Rezension

The National

Trouble Will Find Me


Highlights: I Should Live In Salt // Demons // Sea Of Love // Humiliation
Genre: Indie
Sounds Like: Interpol // Lambchop // Nick Cave & The Bad Seeds // Tindersticks

VÖ: 17.05.2013

Ihre ganze Bandgeschichte lang haben The National nach eigenen Aussagen etwas gesucht, das Ziel angestrebt, ihr Meisterwerk zu erschaffen, genau ihren Sound zu finden. Das haben sie geschafft – mit dem 2010 erschienenen "High Violet", einer extrem dichten und sehr guten Platte, mit der und mit der Tour, die der Veröffentlichung folgte, eine Entwicklung abgeschlossen wurde: Die Herren um Matt Berninger waren nun ganz bei sich, sie waren angekommen. Für "das Album danach" bietet das natürlich auch Gefahren, nach erreichtem Ziel könnte die Spannung abflachen. Dies ist aber nicht der Fall. "Trouble Will Find Me", das sechste Studioalbum der Band, ist ein erneutes dichtes Meisterwerk einer Band, die ganz bei sich ist, und nun, nicht mehr suchend, ganz befreit ein neues Album macht.

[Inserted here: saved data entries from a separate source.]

use crate::domain::{
    common::entities::app_errors::CoreError,
    product::{entities::Product, ports::ProductRepository, value_objects::InsertProduct},
};

pub mod mappers;
pub mod memory_repository;
pub mod postgres_repository;

pub use memory_repository::InMemoryProductRepository;
pub use postgres_repository::PostgresProductRepository;

/// Storage backend chosen at startup.
#[derive(Debug, Clone)]
pub enum ProductStore {
    Memory(InMemoryProductRepository),
    Postgres(PostgresProductRepository),
}

impl ProductRepository for ProductStore {
    async fn get_by_id(&self, product_id: i32) -> Result<Option<Product>, CoreError> {
        match self {
            ProductStore::Memory(repository) => repository.get_by_id(product_id).await,
            ProductStore::Postgres(repository) => repository.get_by_id(product_id).await,
        }
    }

    async fn list_all(&self) -> Result<Vec<Product>, CoreError> {
        match self {
            ProductStore::Memory(repository) => repository.list_all().await,
            ProductStore::Postgres(repository) => repository.list_all().await,
        }
    }

    async fn create(&self, product: InsertProduct) -> Result<Product, CoreError> {
        match self {
            ProductStore::Memory(repository) => repository.create(product).await,
            ProductStore::Postgres(repository) => repository.create(product).await,
        }
    }

    async fn delete(&self, product_id: i32) -> Result<bool, CoreError> {
        match self {
            ProductStore::Memory(repository) => repository.delete(product_id).await,
            ProductStore::Postgres(repository) => repository.delete(product_id).await,
        }
    }
}
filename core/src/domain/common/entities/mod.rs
pub mod app_errors;
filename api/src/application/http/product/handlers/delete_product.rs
use axum::extract::{Path, State};
use productlens_core::domain::product::ports::ProductService;
use serde::{Deserialize, Serialize};
use utoipa::ToSchema;

use crate::application::http::{
    product::validators::parse_product_id,
    server::{
        api_entities::{api_error::ApiError, response::Response},
        app_state::AppState,
    },
};

#[derive(Debug, Serialize, Deserialize, ToSchema, PartialEq)]
pub struct DeleteProductResponse {
    pub message: String,
}

#[utoipa::path(
    delete,
    path = "/{product_id}",
    tag = "product",
    summary = "Delete product",
    description = "Permanently removes a product. Its identifier is never reused.",
    params(
        ("product_id" = i32, Path, description = "Product ID"),
    ),
    responses(
        (status = 200, body = DeleteProductResponse),
        (status = 400, description = "Product ID is not an integer"),
        (status = 404, description = "Product not found")
    ),
)]
pub async fn delete_product(
    Path(product_id): Path<String>,
    State(state): State<AppState>,
) -> Result<Response<DeleteProductResponse>, ApiError> {
    let product_id = parse_product_id(&product_id)?;

    state
        .service
        .delete_product(product_id)
        .await
        .map_err(ApiError::from)?;

    Ok(Response::OK(DeleteProductResponse {
        message: "Product deleted successfully".to_string(),
    }))
}
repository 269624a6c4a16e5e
pub mod http;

"I Should Live In Salt" eröffnet dieses und setzt das Setting – eine Kunst, die die Band seit eh und je beherrscht. Was wären "Alligator", "Boxer" und "High Violet" ohne ihre Opener? Diese Songs wickeln den Hörer ein und packen ihn, die Grundstimmung der Platte wird transportiert. So auch hier: "I should live in salt for leaving you" singt Berninger eindringlich im Refrain des getragenen Midtempo-Songs, und der Hörer ist dabei und erst nach dem letzten Song wieder losgelassen. Dieses Album ist wohl das homogenste der Band, was immer auch ein Nachteil sein kann im Sinne von mangelndem Abwechslungsreichtum. Hier allerdings ist es Homogenität im Sinne von sehr hohem Niveau jedes einzelnen Songs, bis auf die Hymne "Sea Of Love", jetzt schon ein Klassiker, sticht kein Song heraus. Schade hingegen ist, dass die Band wie auch schon auf "High Violet" eine unkontrollierte Intensität zu Gunsten der dichten und intensiven Produktion aufgibt: Berninger, und auch die Dessner-Brüder, schreien nicht mehr, diese austickende, explodierende Emotionalität fehlt.

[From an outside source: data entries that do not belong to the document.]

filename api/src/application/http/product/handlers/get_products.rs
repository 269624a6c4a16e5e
use axum::extract::State;
use productlens_core::domain::product::{entities::Product, ports::ProductService};

use crate::application::http::server::{
    api_entities::{api_error::ApiError, response::Response},
    app_state::AppState,
};

#[utoipa::path(
    get,
    path = "",
    tag = "product",
    summary = "List products",
    description = "Returns every analyzed product, most recently created first.",
    responses(
        (status = 200, body = Vec<Product>)
    ),
)]
pub async fn get_products(State(state): State<AppState>) -> Result<Response<Vec<Product>>, ApiError> {
    let products = state
        .service
        .list_products()
        .await
        .map_err(ApiError::from)?;

    Ok(Response::OK(products))
}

Auf "Trouble Will Find Me" gibt es stattdessen völlig ausgefeilte Harmoniegesänge und eine dichte Produktion. Diese ist der einzige größere Kritikpunkt an der Platte, denn sie klingt leider wie beim Vorgänger schon schlicht viel zu dumpf, nicht zu vergleichen mit der unglaublichen Weite des Vorvorgängers "Boxer". Ein schwer verständlicher Faktor, schließlich sind die Herren, vor allem die Dessner-Brüder, Perfektionisten und die Produktion muss genau so gewollt sein. Dichtheit und innere Geschlossenheit vor Weite und emotionaler Explosivität? Zumindest zur Homogenität der Songs könnte das passen, hier ist aber auf jeden Fall noch Luft nach oben gewesen.

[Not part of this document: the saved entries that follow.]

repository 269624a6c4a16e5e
use crate::{
    domain::common::{ProductLensConfig, services::Service},
    infrastructure::{
        llm::GeminiLLMClient,
        product::{InMemoryProductRepository, PostgresProductRepository, ProductStore},
    },
};

pub type ProductLensService = Service<ProductStore, GeminiLLMClient>;

pub async fn create_service(config: ProductLensConfig) -> Result<ProductLensService, anyhow::Error> {
    let product_store = match &config.database {
        Some(database) => {
            tracing::info!("Using Postgres product storage");
            ProductStore::Postgres(PostgresProductRepository::connect(&database.url).await?)
        }
        None => {
            tracing::info!("Using in-memory product storage; products are lost on restart");
            ProductStore::Memory(InMemoryProductRepository::new())
        }
    };

    let llm_client = GeminiLLMClient::new(&config.llm)?;
    if !llm_client.is_configured() {
        tracing::error!(
            "GEMINI_API_KEY not found in environment variables! Set GEMINI_API_KEY (or GOOGLE_AI_API_KEY), e.g. in a .env file; get a key from https://ai.google.dev/. Image analysis will fail until then."
        );
    }

    Ok(Service::new(
        product_store,
        llm_client,
        config.analysis.concurrency,
    ))
}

Bei den Songs dagegen wäre kaum Luft nach oben gewesen, nicht nur ein neuer The-National-Lieblingssong ist dabei. Allen voran die Hymne "Sea Of Love", in der der stetig zweifelnde, schwankende, zerbrechliche Berninger bekennt "If I stay here trouble will find me", und so auch den Hörer im Ungewissen lässt: Niemand weiß, ob Berninger bleiben und sich den Problemen hingeben oder fliehen wird. Mit Songs wie "I Need My Girl" oder "Fireproof" gibt es auch wieder neue leise, wunderbare Heimlichkeiten zu genießen, The-National-Songs, die bleiben werden. Dazu gehören definitiv auch "Humiliation", "Pink Rabbits" und "Hard To Find", das Balladen-Triple zum Ende des Albums. Nicht nur bei diesen Songs, gerade bei ersterem, wird einmal mehr klar, wie unverzichtbar Schlagzeuger Bryan Devendorf für die Band ist, wenn er auch nicht mehr so eindeutig heraussticht wie auf früheren Werken.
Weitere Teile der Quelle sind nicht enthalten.